[Dataset entries]
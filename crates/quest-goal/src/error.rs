// error.rs — Error types for goal tracking and persistence.

use thiserror::Error;

use crate::goal::GoalId;

/// Errors that can occur while creating, progressing, or persisting goals.
#[derive(Debug, Error)]
pub enum GoalError {
    /// A goal was constructed with parameters it can never satisfy.
    #[error("invalid {field}: {reason}")]
    InvalidArgument { field: &'static str, reason: String },

    /// A goal position outside the store was addressed.
    #[error("goal index {index} out of range (store holds {len} goal(s))")]
    IndexOutOfRange { index: usize, len: usize },

    /// No goal carries the requested identifier.
    #[error("goal not found: {0}")]
    NotFound(GoalId),

    /// A persisted record could not be decoded.
    #[error("malformed record on line {line}: {reason}")]
    MalformedRecord { line: usize, reason: String },

    /// The underlying stream failed during save or load.
    #[error("I/O error: {0}")]
    Io(#[from] std::io::Error),

    /// A file operation failed.
    #[error("I/O error at {path}: {source}")]
    IoError {
        path: String,
        source: std::io::Error,
    },

    /// The configuration file exists but could not be parsed.
    #[error("config error: {0}")]
    Config(String),
}

impl GoalError {
    pub(crate) fn malformed(line: usize, reason: impl Into<String>) -> Self {
        GoalError::MalformedRecord {
            line,
            reason: reason.into(),
        }
    }
}
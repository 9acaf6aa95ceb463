// goal.rs — Goal subcommands: add, record, list, score.

use anyhow::Context;
use clap::Subcommand;
use quest_goal::{GoalFile, GoalStore, GoalVariant};

#[derive(Subcommand)]
pub enum AddCommands {
    /// A one-shot goal that completes the first time it is recorded.
    Simple {
        /// Goal name (e.g., "Run a marathon").
        name: String,
        /// Points awarded when recorded.
        #[arg(long, allow_negative_numbers = true)]
        points: i64,
    },
    /// A goal that never completes and pays out every time.
    Eternal {
        /// Goal name (e.g., "Read scriptures").
        name: String,
        /// Points awarded per event.
        #[arg(long, allow_negative_numbers = true)]
        points: i64,
    },
    /// A goal that completes after a number of events, with a bonus.
    Checklist {
        /// Goal name (e.g., "Attend the temple").
        name: String,
        /// Points awarded per event.
        #[arg(long, allow_negative_numbers = true)]
        points: i64,
        /// Number of events needed to complete the goal.
        #[arg(long)]
        target: u32,
        /// Extra points awarded on the completing event.
        #[arg(long, default_value_t = 0, allow_negative_numbers = true)]
        bonus: i64,
    },
}

pub fn add(cmd: &AddCommands, file: &GoalFile) -> anyhow::Result<()> {
    let (name, points, variant) = match cmd {
        AddCommands::Simple { name, points } => (name, *points, GoalVariant::Simple),
        AddCommands::Eternal { name, points } => (name, *points, GoalVariant::Eternal),
        AddCommands::Checklist {
            name,
            points,
            target,
            bonus,
        } => (
            name,
            *points,
            GoalVariant::Checklist {
                target_count: *target,
                bonus: *bonus,
            },
        ),
    };

    let mut store = file.load()?;
    store.create_goal(name, points, variant)?;
    file.save(&store)?;

    println!("Created goal #{}: {}", store.len(), name);
    Ok(())
}

pub fn record(file: &GoalFile, position: usize) -> anyhow::Result<()> {
    let mut store = file.load()?;
    let index = position
        .checked_sub(1)
        .context("goal positions start at 1")?;
    let gained = store
        .record_event(index)
        .with_context(|| format!("no goal at position {}", position))?;
    file.save(&store)?;

    println!(
        "You gained {} points! Total Score: {}",
        gained,
        store.total_score()
    );
    Ok(())
}

pub fn list(file: &GoalFile, json: bool) -> anyhow::Result<()> {
    let store = file.load()?;
    if json {
        println!("{}", render_json(&store)?);
    } else {
        print!("{}", render_table(&store));
    }
    Ok(())
}

pub fn score(file: &GoalFile) -> anyhow::Result<()> {
    let store = file.load()?;
    println!("{}", store.total_score());
    Ok(())
}

fn render_table(store: &GoalStore) -> String {
    if store.is_empty() {
        return format!("No goals yet.\nTotal Score: {}\n", store.total_score());
    }

    let mut out = String::new();
    for (i, goal) in store.goals().iter().enumerate() {
        out.push_str(&format!("{:>3}. {}\n", i + 1, goal));
    }
    out.push_str(&format!("\nTotal Score: {}\n", store.total_score()));
    out
}

fn render_json(store: &GoalStore) -> anyhow::Result<String> {
    let value = serde_json::json!({
        "score": store.total_score(),
        "goals": store.list_goals(),
    });
    Ok(serde_json::to_string_pretty(&value)?)
}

▶ [WHAT YOU NEED TO DO]:
Each line in the records above with "derive" must be returned.

▶ [ANSWER BOX]:
#[derive(Debug, Error)]
#[derive(Subcommand)]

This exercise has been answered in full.